Make spending simple.
It’s a pretty easy concept: If you make it simple for an engaged consumer to spend money, they will likely spend more. There is no better example of this than ‘Boosting Posts’ on Facebook.
It’s easy, here are the steps:
- Create a post
- Click ‘boost’ to increase the reach of that post
- Choose an amount, audience, and date range (or use the defaults)
- Confirm and pay
BAM! Facebook now has some of my money and the newly boosted post will then be promoted as requested, resulting in greatly increased reach, engagement, and results (so long as you’re doing things correctly).
Creating convenience should not sacrifice usability.
Enter the new Facebook Business Manager. Facebook needs to build better tools for power users, agencies, and anyone who manages multiple pages or campaigns – of this there is no doubt.
That said, their first foray into building a tool to accomplish this is frustrating, disappointing, and utterly confusing.
The first example of Facebook Business Manager’s failure is how boosting a post now functions.
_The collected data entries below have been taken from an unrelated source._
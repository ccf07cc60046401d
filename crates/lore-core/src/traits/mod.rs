mod store;

pub use store::IKnowledgeStore;
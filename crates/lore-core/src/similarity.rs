//! Cosine similarity and vector normalization over fixed-length embeddings.

use crate::record::KnowledgeRecord;

/// Cosine similarity between two vectors.
/// Returns 0.0 for zero-length, mismatched, or zero-magnitude vectors.
pub fn cosine_similarity(a: &[f32], b: &[f32]) -> f64 {
    if a.len() != b.len() || a.is_empty() {
        return 0.0;
    }
    let (mut dot, mut mag_a, mut mag_b) = (0.0f64, 0.0f64, 0.0f64);
    for (x, y) in a.iter().zip(b.iter()) {
        let (x, y) = (*x as f64, *y as f64);
        dot += x * y;
        mag_a += x * x;
        mag_b += y * y;
    }
    let denom = mag_a.sqrt() * mag_b.sqrt();
    if denom < f64::EPSILON {
        0.0
    } else {
        (dot / denom).clamp(-1.0, 1.0)
    }
}

/// Scale a vector to unit length. A zero vector is returned unchanged.
pub fn normalize(v: &[f32]) -> Vec<f32> {
    let norm = v.iter().map(|x| (*x as f64) * (*x as f64)).sum::<f64>().sqrt();
    if norm < f64::EPSILON {
        return v.to_vec();
    }
    v.iter().map(|x| (*x as f64 / norm) as f32).collect()
}

/// Similarity between two records' embeddings.
///
/// `None` when either record is unembedded or the dimensions disagree,
/// so malformed records drop out of every similarity-based operation.
pub fn record_similarity(a: &KnowledgeRecord, b: &KnowledgeRecord) -> Option<f64> {
    let (ea, eb) = (a.embedding()?, b.embedding()?);
    if ea.len() != eb.len() {
        return None;
    }
    Some(cosine_similarity(ea, eb))
}
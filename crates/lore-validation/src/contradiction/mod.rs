//! Contradiction detection over a record snapshot.

pub mod pairing;
pub mod reason;

use lore_core::config::DetectionOptions;
use lore_core::models::ContradictionCandidate;
use lore_core::record::KnowledgeRecord;
use rayon::prelude::*;
use tracing::{debug, instrument};

/// Scans every unordered pair of comparable records.
///
/// The outer loop is sharded across the rayon pool. Output order is the
/// sequential pair order `(i, j)` with `i < j` over the input.
pub struct ContradictionDetector;

impl ContradictionDetector {
    pub fn new() -> Self {
        Self
    }

    /// Detect contradictions among `records`.
    ///
    /// Superseded and unembedded records are skipped. Cost is quadratic in
    /// the number of comparable records.
    #[instrument(skip_all, fields(records = records.len()))]
    pub fn detect(
        &self,
        records: &[KnowledgeRecord],
        options: &DetectionOptions,
    ) -> Vec<ContradictionCandidate> {
        let comparable: Vec<&KnowledgeRecord> =
            records.iter().filter(|r| r.is_comparable()).collect();
        let comparable = comparable.as_slice();

        let candidates: Vec<ContradictionCandidate> = (0..comparable.len())
            .into_par_iter()
            .flat_map_iter(|i| {
                let a = comparable[i];
                let rest: &[&KnowledgeRecord] = &comparable[i + 1..];
                rest.iter()
                    .filter_map(move |b| pairing::evaluate_pair(a, b, options))
            })
            .collect();

        debug!(
            comparable = comparable.len(),
            contradictions = candidates.len(),
            "contradiction scan complete"
        );
        candidates
    }
}

impl Default for ContradictionDetector {
    fn default() -> Self {
        Self::new()
    }
}

#[cfg(test)]
mod tests {
    use super::*;
    use lore_core::record::KnowledgeKind;

    fn rec(id: &str, confidence: f64, embedding: Vec<f32>) -> KnowledgeRecord {
        KnowledgeRecord::new(KnowledgeKind::Decision, format!("record {id}"))
            .with_id(id)
            .with_confidence(confidence)
            .with_embedding(embedding)
    }

    #[test]
    fn empty_input_yields_nothing() {
        let found = ContradictionDetector::new().detect(&[], &DetectionOptions::default());
        assert!(found.is_empty());
    }

    #[test]
    fn output_follows_pair_order() {
        let e = vec![1.0, 0.0, 0.0];
        let records = vec![
            rec("r0", 0.9, e.clone()),
            rec("r1", 0.5, e.clone()),
            rec("r2", 0.2, e.clone()),
        ];
        let found = ContradictionDetector::new().detect(&records, &DetectionOptions::default());
        let pairs: Vec<(&str, &str)> = found.iter().map(|c| (c.a.as_str(), c.b.as_str())).collect();
        assert_eq!(pairs, vec![("r0", "r1"), ("r0", "r2"), ("r1", "r2")]);
    }

    #[test]
    fn superseded_and_unembedded_records_are_skipped() {
        let e = vec![1.0, 0.0];
        let mut gone = rec("gone", 0.2, e.clone());
        gone.supersession = Some(lore_core::record::Supersession {
            superseded_by: "a".into(),
            superseded_at: chrono::Utc::now(),
            reason: "test".into(),
            original_confidence: 0.5.into(),
        });
        let bare = KnowledgeRecord::new(KnowledgeKind::Decision, "bare")
            .with_id("bare")
            .with_confidence(0.1);
        let records = vec![rec("a", 0.9, e), gone, bare];
        let found = ContradictionDetector::new().detect(&records, &DetectionOptions::default());
        assert!(found.is_empty());
    }
}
Let’s explore the new set of steps.
- Make a great post
- Go to boost it… but there is no button
- Notice that you are browsing as yourself and not the business
- Switch to Business Manager mode, the same post now says ‘boost unavailable’
- There is no indication of how to make it available
- Seriously? just take my money? why can’t it be like before?
- Go to the Facebook Help Centre. (Oh wait, it’s useless.)
- Google: “Facebook business manager why the fuck is boost unavailable”
- Click on the first result because Google is the Boss
- Learn that you have to now use Facebook Ads Manager. (Yes, even to boost a post)
- Find and open the Facebook Ads Manager
- Choose the right account
- Select boost your posts
- Choose the page you want to Boost
- Select the post you want to Boost
- Choose an amount and date range
- Struggle to find where to select your audience profiles because it’s not obvious
- Confirm and pay
I made a video going over this issue: boost unavailable in Facebook business manager.
From 4 steps to 18 steps, and that is if you know what you are doing. The only question I’m left with is, “How do I opt out of the Facebook Business Manager”.
The confusion doesn’t just stop there. There is mystery navigation a’plenty, undocumented features galore…
While adding your Facebook Pages to Business Manager is relatively easy (so long as you’re already an admin), adding in advertising accounts that are already shared with you is basically impossible (meaning you have to reauthorize with account owners). The list goes on from there.
New and supposedly convenient features should not create this much work.
A bright future, but a bleak moment in time.
Facebook continues to show huge potential to connect businesses with a great audience.
I hope these Facebook Business Manager issues effect revenue enough that this gets addressed immediately. Frankly I expect better from Facebook. Hopefully the lesson that comes through loud and clear is, “Don’t change engrained habits and make it hard for advertisers to spend money.”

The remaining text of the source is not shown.